» **EXERCISE OBJECTIVE**:
Using the material below, print the line that contains "a raw string", the line that contains "if policy == ReferencePolicy::Lenient", and every line in between, exactly and nothing else.

» **DATA EXTRACTS**:
BEGIN

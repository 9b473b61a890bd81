//! # Fragments
//!
//! A fragment is one entry of a kustomization list field (`resources`,
//! `patchesStrategicMerge`, `configurations`, or the `path` of a
//! `patchesJson6902` entry). Each entry is classified exactly once into a
//! [`Fragment`] so the assembler works over a closed set of variants:
//!
//! - [`Fragment::Reference`]: a loadable locator, in the form it is
//!   written back (see [`ReferenceLoader::locator`]).
//! - [`Fragment::InlineDocument`]: a YAML mapping to materialize.
//! - [`Fragment::InlineText`]: a raw YAML text block to materialize.
//!
//! ## Classification policy
//!
//! A string entry is first tried as a reference. When that fails, the
//! [`ReferencePolicy`] decides what happens:
//!
//! - `Strict` (default): the string is inline only if it parses as YAML
//!   whose first non-empty document is a mapping or a sequence. A string
//!   that parses as a bare scalar (it looks like a path or URL) is reported
//!   as [`Error::UnresolvableReference`], and text that is not valid YAML
//!   is a [`Error::Parse`].
//! - `Lenient`: anything that fails to load is inline text.

use serde::Deserialize;
use serde_yaml::{Mapping, Value};

use crate::error::{Error, Result};
use crate::kustomization::fields::PATCHES_JSON6902;
use crate::loader::ReferenceLoader;

/// How strings that fail to load as references are treated
#[derive(Debug, Clone, Copy, PartialEq, Eq, Default)]
pub enum ReferencePolicy {
    #[default]
    Strict,
    Lenient,
}

/// A classified kustomization list entry
#[derive(Debug, Clone, PartialEq)]
pub enum Fragment {
    Reference(String),
    InlineDocument(Mapping),
    InlineText(String),
}

impl Fragment {
    /// Classify a value taken from the kustomization document
    pub fn classify(
        field: &str,
        value: &Value,
        loader: &ReferenceLoader<'_>,
        policy: ReferencePolicy,
    ) -> Result<Self> {
        match value {
            Value::String(text) => Self::from_text(field, text, loader, policy),
            Value::Mapping(mapping) => Ok(Fragment::InlineDocument(mapping.clone())),
            // a JSON-6902 patch body is a list of operations
            Value::Sequence(_) if field == PATCHES_JSON6902 => {
                Ok(Fragment::InlineText(serde_yaml::to_string(value)?))
            }
            other => Err(Error::parse(
                field,
                format!("unsupported fragment type: {}", value_kind(other)),
            )),
        }
    }

    /// Classify a raw string
    pub fn from_text(
        field: &str,
        text: &str,
        loader: &ReferenceLoader<'_>,
        policy: ReferencePolicy,
    ) -> Result<Self> {
        if let Ok(reference) = loader.load(text) {
            return Ok(Fragment::Reference(loader.locator(&reference, text)));
        }
        if policy == ReferencePolicy::Lenient {
            return Ok(Fragment::InlineText(text.to_string()));
        }

        match first_document(text).map_err(|e| Error::parse(field, e))? {
            Some(Value::Mapping(_)) | Some(Value::Sequence(_)) => {
                Ok(Fragment::InlineText(text.to_string()))
            }
            _ => Err(Error::UnresolvableReference {
                field: field.to_string(),
                reference: text.to_string(),
            }),
        }
    }

    pub fn is_reference(&self) -> bool {
        matches!(self, Fragment::Reference(_))
    }

    /// Bytes to materialize, or `None` for a reference
    pub fn content(&self) -> Result<Option<Vec<u8>>> {
        match self {
            Fragment::Reference(_) => Ok(None),
            Fragment::InlineDocument(mapping) => {
                Ok(Some(serde_yaml::to_string(mapping)?.into_bytes()))
            }
            Fragment::InlineText(text) => Ok(Some(text.as_bytes().to_vec())),
        }
    }
}

/// Parse every document of a YAML stream, dropping the empty ones
pub(crate) fn documents(text: &str) -> std::result::Result<Vec<Value>, serde_yaml::Error> {
    let mut values = Vec::new();
    for document in serde_yaml::Deserializer::from_str(text) {
        let value = Value::deserialize(document)?;
        if !value.is_null() {
            values.push(value);
        }
    }
    Ok(values)
}

/// First non-empty document of a YAML stream; the rest must still parse
pub(crate) fn first_document(text: &str) -> std::result::Result<Option<Value>, serde_yaml::Error> {
    Ok(documents(text)?.into_iter().next())
}

pub(crate) fn value_kind(value: &Value) -> &'static str {
    match value {
        Value::Null => "null",
        Value::Bool(_) => "bool",
        Value::Number(_) => "number",
        Value::String(_) => "string",
        Value::Sequence(_) => "sequence",
        Value::Mapping(_) => "mapping",
        Value::Tagged(_) => "tagged value",
    }
}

END

» **EXERCISE SOLUTION**:
    /// Classify a raw string
    pub fn from_text(
        field: &str,
        text: &str,
        loader: &ReferenceLoader<'_>,
        policy: ReferencePolicy,
    ) -> Result<Self> {
        if let Ok(reference) = loader.load(text) {
            return Ok(Fragment::Reference(loader.locator(&reference, text)));
        }
        if policy == ReferencePolicy::Lenient {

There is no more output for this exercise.